En esa ocasión, por ejemplo, yo había llegado sola a la isla, pero al poco rato llegaron mis padres, que aunque habían decidido venir por su cuenta, parecían no querer separarme de mí. Pero por suerte les convencí para que tomaran la ruta típicamente turista por el norte de la ciudad, con sus tiendas y su gentío, y que luego cogieran el vaporetto hasta la Piazza San Marco para visitar la Basílica y luego el maravilloso Palacio Ducal. De modo que cuando al fin conseguí que cruzaran el puente más cercano, me metí por una callejuela y caminé sin rumbo, con una sensación cada vez más intensa de querer comprar algo. Pero ¿el qué?

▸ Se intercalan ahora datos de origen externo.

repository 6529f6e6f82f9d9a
//! Error types for workref
//!
//! All modules use `WorkrefResult<T>` as their return type.

use std::path::PathBuf;
use thiserror::Error;

/// Result type alias for workref operations
pub type WorkrefResult<T> = Result<T, WorkrefError>;

/// All errors that can occur in workref
#[derive(Error, Debug)]
pub enum WorkrefError {
    // Identity errors
    #[error("invalid workerref id: {id}")]
    MalformedIdentity { id: String },

    #[error("invalid {kind} id {value:?}: must not contain '::' or begin or end with ':'")]
    InvalidComponent { kind: &'static str, value: String },

    // Registry errors
    #[error("worker {0} not found")]
    UnknownWorker(String),

    #[error("worker {0} is already registered")]
    DuplicateWorker(String),

    // Storage errors
    #[error("invalid result: {0}")]
    InvalidResultType(String),

    #[error("failed to load reference {ref_id}: {source}")]
    ReferenceLoadFailed {
        ref_id: String,
        #[source]
        source: Box<WorkrefError>,
    },

    #[error("failed to set retain policy on {ref_id}: {source}")]
    RetainPolicyFailed {
        ref_id: String,
        #[source]
        source: Box<WorkrefError>,
    },

    #[error("failed to export remotes for {ref_id}: {source}")]
    ExportFailed {
        ref_id: String,
        #[source]
        source: Box<WorkrefError>,
    },

    // Content store errors reported by workers
    #[error("reference not found: {0}")]
    RefNotFound(String),

    #[error("reference already released: {0}")]
    RefReleased(String),

    #[error("no {compression} blob for {ref_id}")]
    BlobMissing { ref_id: String, compression: String },

    #[error("operation cancelled")]
    Cancelled,

    #[error("content store error: {0}")]
    Store(String),

    // Configuration errors
    #[error("Invalid configuration at {path}: {reason}")]
    ConfigInvalid { path: PathBuf, reason: String },

    #[error("Failed to create config directory {path}: {source}")]
    ConfigDirCreate {
        path: PathBuf,
        #[source]
        source: std::io::Error,
    },

    // IO errors
    #[error("IO error: {context}")]
    Io {
        context: String,
        #[source]
        source: std::io::Error,
    },

    // Serialization errors
    #[error("JSON error: {0}")]
    Json(#[from] serde_json::Error),

    #[error("TOML parse error: {0}")]
    TomlParse(#[from] toml::de::Error),

    #[error("TOML serialize error: {0}")]
    TomlSerialize(#[from] toml::ser::Error),

    // General errors
    #[error("Internal error: {0}")]
    Internal(String),
}

impl WorkrefError {
    /// Create an IO error with context
    pub fn io(context: impl Into<String>, source: std::io::Error) -> Self {
        Self::Io {
            context: context.into(),
            source,
        }
    }

    /// Create a malformed identity error
    pub fn malformed(id: impl Into<String>) -> Self {
        Self::MalformedIdentity { id: id.into() }
    }

    /// Wrap a worker failure raised while materializing a reference
    pub fn reference_load(ref_id: impl Into<String>, source: WorkrefError) -> Self {
        Self::ReferenceLoadFailed {
            ref_id: ref_id.into(),
            source: Box::new(source),
        }
    }

    /// Wrap a store failure raised while marking a reference as retained
    pub fn retain_policy(ref_id: impl Into<String>, source: WorkrefError) -> Self {
        Self::RetainPolicyFailed {
            ref_id: ref_id.into(),
            source: Box::new(source),
        }
    }

    /// Wrap a failure raised while exporting remote blobs
    pub fn export(ref_id: impl Into<String>, source: WorkrefError) -> Self {
        Self::ExportFailed {
            ref_id: ref_id.into(),
            source: Box::new(source),
        }
    }

    /// Check if the error means the cache entry is unusable and the
    /// result has to be recomputed
    pub fn is_cache_miss(&self) -> bool {
        matches!(
            self,
            Self::MalformedIdentity { .. }
                | Self::UnknownWorker(_)
                | Self::ReferenceLoadFailed { .. }
                | Self::RefNotFound(_)
        )
    }

    /// Get actionable hint for the error
    pub fn hint(&self) -> Option<&'static str> {
        match self {
            Self::MalformedIdentity { .. } => {
                Some("Identities have the form <worker>::<ref>, with exactly one '::'")
            }
            Self::InvalidComponent { .. } => {
                Some("Pick an id without '::' and without a colon at either end")
            }
            Self::UnknownWorker(_) => Some("Check that the worker is registered with the controller"),
            Self::ConfigInvalid { .. } => Some("Run: workref config init --force"),
            _ => None,
        }
    }
}
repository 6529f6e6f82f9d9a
//! Command-line interface

pub mod args;
pub mod commands;

pub use args::{Cli, Commands};
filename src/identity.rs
//! Worker-qualified cache identities
//!
//! A cache identity is the single string a solver persists to find a
//! computed result again: `<worker id>::<ref id>`. A worker-only entry
//! (no content) keeps the separator and leaves the ref part empty.

use crate::error::{WorkrefError, WorkrefResult};
use serde::{Deserialize, Serialize};
use std::fmt;
use std::str::FromStr;

/// Separator between the worker id and the reference id
pub const SEPARATOR: &str = "::";

/// Whether `value` can be used as one side of a cache identity.
///
/// A component must not contain [`SEPARATOR`] nor begin or end with `:`.
/// Otherwise `"a:" + "b"` and `"a" + ":b"` would both encode to `a:::b`.
pub fn is_valid_component(value: &str) -> bool {
    !value.contains(SEPARATOR) && !value.starts_with(':') && !value.ends_with(':')
}

/// Check a worker or reference id before it is handed out.
///
/// `kind` names the component in the error (`"worker"` or `"reference"`).
pub fn validate_component(kind: &'static str, value: &str) -> WorkrefResult<()> {
    if is_valid_component(value) {
        Ok(())
    } else {
        Err(WorkrefError::InvalidComponent {
            kind,
            value: value.to_string(),
        })
    }
}

/// Encode a worker id and reference id into a cache identity.
///
/// Both components must pass [`validate_component`]. Workers and the
/// controller enforce that when ids are created, so encoding never fails.
pub fn encode(worker_id: &str, ref_id: &str) -> String {
    format!("{}{}{}", worker_id, SEPARATOR, ref_id)
}

/// Split a cache identity into `(worker_id, ref_id)`.
///
/// Fails unless the identity contains exactly one separator and both parts
/// are valid components. Whether the worker or the reference exist is not
/// checked here.
pub fn decode(id: &str) -> WorkrefResult<(&str, &str)> {
    let mut parts = id.split(SEPARATOR);
    match (parts.next(), parts.next(), parts.next()) {
        (Some(worker_id), Some(ref_id), None)
            if is_valid_component(worker_id) && is_valid_component(ref_id) =>
        {
            Ok((worker_id, ref_id))
        }
        _ => Err(WorkrefError::malformed(id)),
    }
}

/// Owned, typed form of a cache identity
#[derive(Debug, Clone, PartialEq, Eq, Hash, Serialize, Deserialize)]
pub struct WorkerRefId {
    /// Worker that owns the reference
    pub worker_id: String,
    /// Reference id inside the worker's store (empty for worker-only entries)
    pub ref_id: String,
}

impl WorkerRefId {
    pub fn new(worker_id: impl Into<String>, ref_id: impl Into<String>) -> Self {
        Self {
            worker_id: worker_id.into(),
            ref_id: ref_id.into(),
        }
    }

    /// Whether this identity names a worker only, without content
    pub fn is_contentless(&self) -> bool {
        self.ref_id.is_empty()
    }
}

impl fmt::Display for WorkerRefId {
    fn fmt(&self, f: &mut fmt::Formatter<'_>) -> fmt::Result {
        write!(f, "{}{}{}", self.worker_id, SEPARATOR, self.ref_id)
    }
}

impl FromStr for WorkerRefId {
    type Err = WorkrefError;

    fn from_str(s: &str) -> Result<Self, Self::Err> {
        let (worker_id, ref_id) = decode(s)?;
        Ok(Self::new(worker_id, ref_id))
    }
}
//! Worker-backed implementation of [`CacheResultStorage`]

use crate::cache::result::{CacheResult, CacheResultStorage, SolverResult};
use crate::compression::{CompressionOpt, CompressionType};
use crate::config::schema::CacheConfig;
use crate::error::{WorkrefError, WorkrefResult};
use crate::identity;
use crate::remote::Remote;
use crate::session::Group;
use crate::worker::{ScopedRef, Worker, WorkerRef, WorkerResult, WorkerRegistry};
use async_trait::async_trait;
use chrono::{DateTime, Utc};
use std::sync::Arc;
use tokio_util::sync::CancellationToken;
use tracing::{debug, warn};

/// Cache result storage that resolves identities through a worker registry
pub struct WorkerCacheStorage {
    registry: Arc<dyn WorkerRegistry>,
    default_compression: CompressionType,
}

impl WorkerCacheStorage {
    /// Create a storage exporting with the default compression when the
    /// caller has no preference
    pub fn new(registry: Arc<dyn WorkerRegistry>) -> Self {
        Self {
            registry,
            default_compression: CompressionType::default(),
        }
    }

    /// Create a storage using the configured default compression
    pub fn from_config(registry: Arc<dyn WorkerRegistry>, config: &CacheConfig) -> Self {
        Self {
            registry,
            default_compression: config.default_compression,
        }
    }

    pub fn default_compression(&self) -> CompressionType {
        self.default_compression
    }

    /// Decode `id` and resolve its worker
    fn resolve<'a>(&self, id: &'a str) -> WorkrefResult<(Arc<dyn Worker>, &'a str)> {
        let (worker_id, ref_id) = identity::decode(id)?;
        let worker = self.registry.get(worker_id)?;
        Ok((worker, ref_id))
    }

    async fn load_worker_ref(
        &self,
        ctx: &CancellationToken,
        id: &str,
        hidden: bool,
    ) -> WorkrefResult<WorkerRef> {
        let (worker, ref_id) = self.resolve(id)?;
        if ref_id.is_empty() {
            return Ok(WorkerRef::new(None, worker));
        }

        let immutable_ref = worker
            .load_ref(ctx, ref_id, hidden)
            .await
            .map_err(|e| WorkrefError::reference_load(ref_id, e))?;
        Ok(WorkerRef::new(Some(immutable_ref), worker))
    }
}

#[async_trait]
impl CacheResultStorage for WorkerCacheStorage {
    async fn save(
        &self,
        result: &dyn SolverResult,
        created_at: DateTime<Utc>,
    ) -> WorkrefResult<CacheResult> {
        let wref = result
            .sys()
            .downcast_ref::<WorkerRef>()
            .ok_or_else(|| WorkrefError::InvalidResultType(result.sys_type_name().to_string()))?;

        if let Some(immutable_ref) = wref.immutable_ref() {
            if !immutable_ref.has_cache_policy_retain() {
                immutable_ref
                    .set_cache_policy_retain()
                    .await
                    .map_err(|e| WorkrefError::retain_policy(immutable_ref.id(), e))?;
                debug!("Set retain policy on {}", wref.id());
            }
        }

        Ok(CacheResult {
            id: wref.id(),
            created_at,
        })
    }

    async fn load(
        &self,
        ctx: &CancellationToken,
        result: &CacheResult,
    ) -> WorkrefResult<Box<dyn SolverResult>> {
        let wref = self.load_worker_ref(ctx, &result.id, false).await?;
        debug!("Loaded cache result {}", result.id);
        Ok(Box::new(WorkerResult::new(wref)))
    }

    async fn load_remotes(
        &self,
        ctx: &CancellationToken,
        result: &CacheResult,
        compression: Option<&CompressionOpt>,
        group: &Group,
    ) -> WorkrefResult<Vec<Remote>> {
        let (worker, ref_id) = self.resolve(&result.id)?;
        if ref_id.is_empty() {
            debug!("Cache result {} has no content to export", result.id);
            return Ok(Vec::new());
        }

        let immutable_ref = worker
            .load_ref(ctx, ref_id, true)
            .await
            .map_err(|e| WorkrefError::reference_load(ref_id, e))?;
        let wref = ScopedRef::new(WorkerRef::new(Some(immutable_ref), worker));

        // An explicit preference asks for every variant, the default only
        // for the best single match.
        let (compression, all) = match compression {
            Some(opt) => (*opt, true),
            None => (CompressionOpt::new(self.default_compression), false),
        };

        match wref.get_remotes(ctx, false, &compression, all, group).await {
            Ok(remotes) => Ok(remotes),
            Err(e) => {
                let err = WorkrefError::export(ref_id, e);
                warn!("Ignoring remote export failure for {}: {}", result.id, err);
                Ok(Vec::new())
            }
        }
    }

    async fn exists(&self, id: &str) -> bool {
        let ctx = CancellationToken::new();
        match self.load_worker_ref(&ctx, id, true).await {
            Ok(wref) => {
                if let Err(e) = wref.release() {
                    warn!("Failed to release probe of {}: {}", id, e);
                }
                true
            }
            Err(e) => {
                debug!("Cache result {} not available: {}", id, e);
                false
            }
        }
    }
}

Hay algunas cosas en esta vida que no pueden evitarse: el nacimiento, la muerte, el hambre o la sed, y la plaga de las modas. Porque llegué a una plazoleta sin forma definida, apartada de los canales y el agua, y allí estaba, en el barrio de Santa Croce, una tienda de artículos góticos: cruces y calaveras, murciélagos, corpiños de piel y de látex, anillos y piercings y diseños de tatuajes de lo más macabro, guantes y medias de rejilla, símbolos satánicos y de locura. Pero opté por entrar, porque buscaba un objeto en especial, algo que me ayudase a destacar entre tanta parafernalia. Y de repente me encontré con mi mejor amigo y su novia, ambos diciéndome que estaban allí porque esa tienda estaba muy bien. Sinceramente, debo decir que me sentí ligeramente decepcionada: ¿no podía ir a ningún sitio sin que me persiguiera todo lo mundano que intentaba dejar atrás? Pero al menos nos echamos unas risas, me probé algo de ropa, y finalmente me fui con una cruz de plata sencilla al cuello (cruz que en otra ocasión, me preguntaría un camarero de la Piazza San Marco: "¿Es gótica?", pregunta ante la cual yo me quedaría sin palabras y sólo respondería un tímido "No sé"). Lo cierto es que fue como pasar la tarde con unos amigos en cualquier otro lugar del mundo, una tranquila tarde de otoño o primavera sin nada mejor que hacer...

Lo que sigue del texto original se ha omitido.